Lydon: Dumbledore says to Harry at one point that it's the choices we make that show what we truly are - choices more than -
JKR: - rather than our abilities, yeah
Lydon: - Yeah ...
JKR: Yep. Well that is something I do truly believe and that's something we're - er - erm - we see very much with Harry - he is someone who has to make the choices and he - he generally has - as I say: he has very limited access to adults who can help him because most of his friends have parents at home - ok they're all existing in this wizard ... but they - they have a safety net. People who are - children who have loving parents or guardians or - or family, basically, they have a safety net; Harry doesn't have that, so he is more alone than most children are. Erm - and therefore his choices are revealing him as someone who is brave - someone who is trying to do the right thing, sometimes - someone who occasionally slips up, as we all do. (3:38) [Listen to the audio]
Part 19 {32:37}
Lydon: 1-800-4238255, Connection listeners, makes the Harry
Potter connection with the author J.K. Rowling.
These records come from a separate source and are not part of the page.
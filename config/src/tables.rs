//! # Knowledge Tables
//!
//! Static name tables the validator checks material contents against.
//! Shader and stage names are matched exactly (the engine is case-sensitive
//! for them); procedural function names and texture tags are stored
//! lowercase and looked up after lowercasing.

use phf::{phf_set, Set};

// =============================================================================
// SHADERS
// =============================================================================

/// Pixel shader identifiers accepted by the engine's material loader.
pub static KNOWN_PIXEL_SHADER_IDS: Set<&'static str> = phf_set! {
    "Normal",
    "NormalDXTA",
    "NormalMap",
    "NormalMapThrough",
    "NormalMapGrass",
    "NormalMapDiffuse",
    "Detail",
    "Interpolation",
    "Water",
    "WaterSimple",
    "White",
    "WhiteAlpha",
    "AlphaShadow",
    "AlphaNoShadow",
    "Dummy0",
    "DetailMacroAS",
    "NormalMapMacroAS",
    "NormalMapDiffuseMacroAS",
    "NormalMapSpecularMap",
    "NormalMapDetailSpecularMap",
    "NormalMapMacroASSpecularMap",
    "NormalMapDetailMacroASSpecularMap",
    "NormalMapSpecularDIMap",
    "NormalMapDetailSpecularDIMap",
    "NormalMapMacroASSpecularDIMap",
    "NormalMapDetailMacroASSpecularDIMap",
    "Glass",
    "NonTL",
    "NormalMapSpecularThrough",
    "Grass",
    "NormalMapThroughSimple",
    "NormalMapSpecularThroughSimple",
    "Road",
    "Shore",
    "ShoreWet",
    "Road2Pass",
    "ShoreFoam",
    "NonTLFlare",
    "NormalMapThroughLowEnd",
    "Sprite",
    "SpriteSimple",
    "Cloud",
    "Horizon",
    "Super",
    "Multi",
    "Tree",
    "TreePRT",
    "TreeSimple",
    "Skin",
    "CalmWater",
    "TreeAToC",
    "GrassAToC",
    "TreeAdv",
    "TreeAdvSimple",
    "TreeAdvTrunk",
    "TreeAdvTrunkSimple",
    "TreeAdvAToC",
    "TreeAdvSimpleAToC",
    "TreeSN",
    "SpriteExtTi",
    "Hair",
    "Interior",
    "InteriorSimple",
    "Terrain",
    "TerrainSimple",
    "TerrainGrass",
    "Crater",
};

/// Vertex shader identifiers accepted by the engine's material loader.
pub static KNOWN_VERTEX_SHADER_IDS: Set<&'static str> = phf_set! {
    "Basic",
    "NormalMap",
    "NormalMapDiffuse",
    "Grass",
    "Dummy1",
    "Dummy2",
    "ShadowVolume",
    "Water",
    "WaterSimple",
    "Sprite",
    "Point",
    "NormalMapThrough",
    "Dummy3",
    "Terrain",
    "BasicAS",
    "NormalMapAS",
    "NormalMapDiffuseAS",
    "Glass",
    "NormalMapSpecularThrough",
    "NormalMapThroughNoFade",
    "NormalMapSpecularThroughNoFade",
    "Shore",
    "TerrainGrass",
    "Super",
    "Multi",
    "Tree",
    "TreeNoFade",
    "TreePRT",
    "TreePRTNoFade",
    "Skin",
    "CalmWater",
    "TreeAdv",
    "TreeAdvTrunk",
    "Hair",
    "Interior",
    "BasicFade",
};

// =============================================================================
// STAGES
// =============================================================================

/// Stage class names the engine binds to shader sampler slots.
pub static KNOWN_STAGE_NAMES: Set<&'static str> = phf_set! {
    "Stage0",
    "Stage1",
    "Stage2",
    "Stage3",
    "Stage4",
    "Stage5",
    "Stage6",
    "Stage7",
    "Stage8",
    "Stage9",
    "Stage10",
    "Stage11",
    "Stage12",
    "Stage13",
    "Stage14",
    "Stage15",
    "StageTI",
};

// =============================================================================
// PROCEDURAL TEXTURES
// =============================================================================

/// Procedural texture generator functions, lowercase.
pub static KNOWN_PROCEDURAL_FNS: Set<&'static str> = phf_set! {
    "color",
    "fresnel",
    "fresnelglass",
    "irradiance",
    "perlinnoise",
    "waterirradiance",
    "treecrown",
    "treecrownamb",
    "point",
};

/// Texture suffix tags understood by the texture converter, lowercase.
pub static KNOWN_TEXTURE_TAGS: Set<&'static str> = phf_set! {
    "co",
    "ca",
    "cdt",
    "dt",
    "dtsmdi",
    "mc",
    "mco",
    "lco",
    "lca",
    "sky",
    "no",
    "nohq",
    "nof",
    "nofhq",
    "nofex",
    "nopx",
    "non",
    "noex",
    "ns",
    "nshq",
    "nsex",
    "as",
    "ads",
    "sm",
    "smdi",
    "mask",
    "pr",
    "raw",
    "ti",
    "detail",
};

// =============================================================================
// LOOKUPS
// =============================================================================

/// Reports whether `id` is a known pixel shader identifier (exact match).
pub fn is_known_pixel_shader(id: &str) -> bool {
    KNOWN_PIXEL_SHADER_IDS.contains(id)
}

/// Reports whether `id` is a known vertex shader identifier (exact match).
pub fn is_known_vertex_shader(id: &str) -> bool {
    KNOWN_VERTEX_SHADER_IDS.contains(id)
}

/// Reports whether `name` is a known stage class name (exact match).
pub fn is_known_stage_name(name: &str) -> bool {
    KNOWN_STAGE_NAMES.contains(name)
}

/// Reports whether `name` is a known procedural function, ignoring case.
pub fn is_known_procedural_fn(name: &str) -> bool {
    KNOWN_PROCEDURAL_FNS.contains(name.to_ascii_lowercase().as_str())
}

/// Reports whether `tag` is a known texture tag, ignoring case.
pub fn is_known_texture_tag(tag: &str) -> bool {
    KNOWN_TEXTURE_TAGS.contains(tag.to_ascii_lowercase().as_str())
}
1-800-423-TALK - Tim is on the line.
Tim: Good morning!
JKR + Lydon: Good morning!
Tim: Good morning J.K. [It's] an utter honour speaking to you, madam - I'm - you're a hero of mine, and also many other parents ...
JKR: Thank you so much.
Tim: I have a couple of questions. Er - you write those fabulous characters, but they're almost all boys, Hermione is a swot - a very wonderful person, but almost a cardboard cut-out in some ways - do get ...
JKR: Please don't - please don't say that, because she is actually based on me
Tim: Oh, dear ... if you will I'll stop now ... Do you get criticisms that you don't have enough females in strong positions in your stories?
JKR: Well, in fact, if you run down the staff-list at Hogwarts, I have - people have said this to me before, I - I - I have to say that. Erm there are many things that I can say to that ... The first thing I should say is I've - I had been writing this book for six months before I myself - and it did take me six months - stopped and thought 'Hang on, why is it Harry - why isn't it Harriet? Why is this a boy?' [Tim: Right] Now the answer is that Harry came ... came to me so complete, so real that if I had stopped at - after six months of writing and thought 'well, change into a girl. I'm going to be politically correct, I'm going to make a heroine,' it would have been putting Harry in drag. He was too real to me by then to turn him into a girl - he was a boy in my head, and I - erm - and I'd - I had Hermione and I had Ron, and I was too fond of them by then to want to tamper with them - so that is my answer, and I'm sticking by it, and I'm unapologetic about it. Er - if you look down the - the staff-list in - in the school, you will find that it is exactly 50% women and 50% men as teachers. Now, people possibly don't realise that enough. I see Professor McGonagall, for example, as a - as a very strong female character. I did get an e-mail the other day from someone in America saying 'when are we going to see a strong female character?' And I wrote back and told her that I was deeply offended because I think Hermione and Professor McGonagall are very strong characters ... but I did say to her 'but if you mean a nasty female character - er - wait till book four!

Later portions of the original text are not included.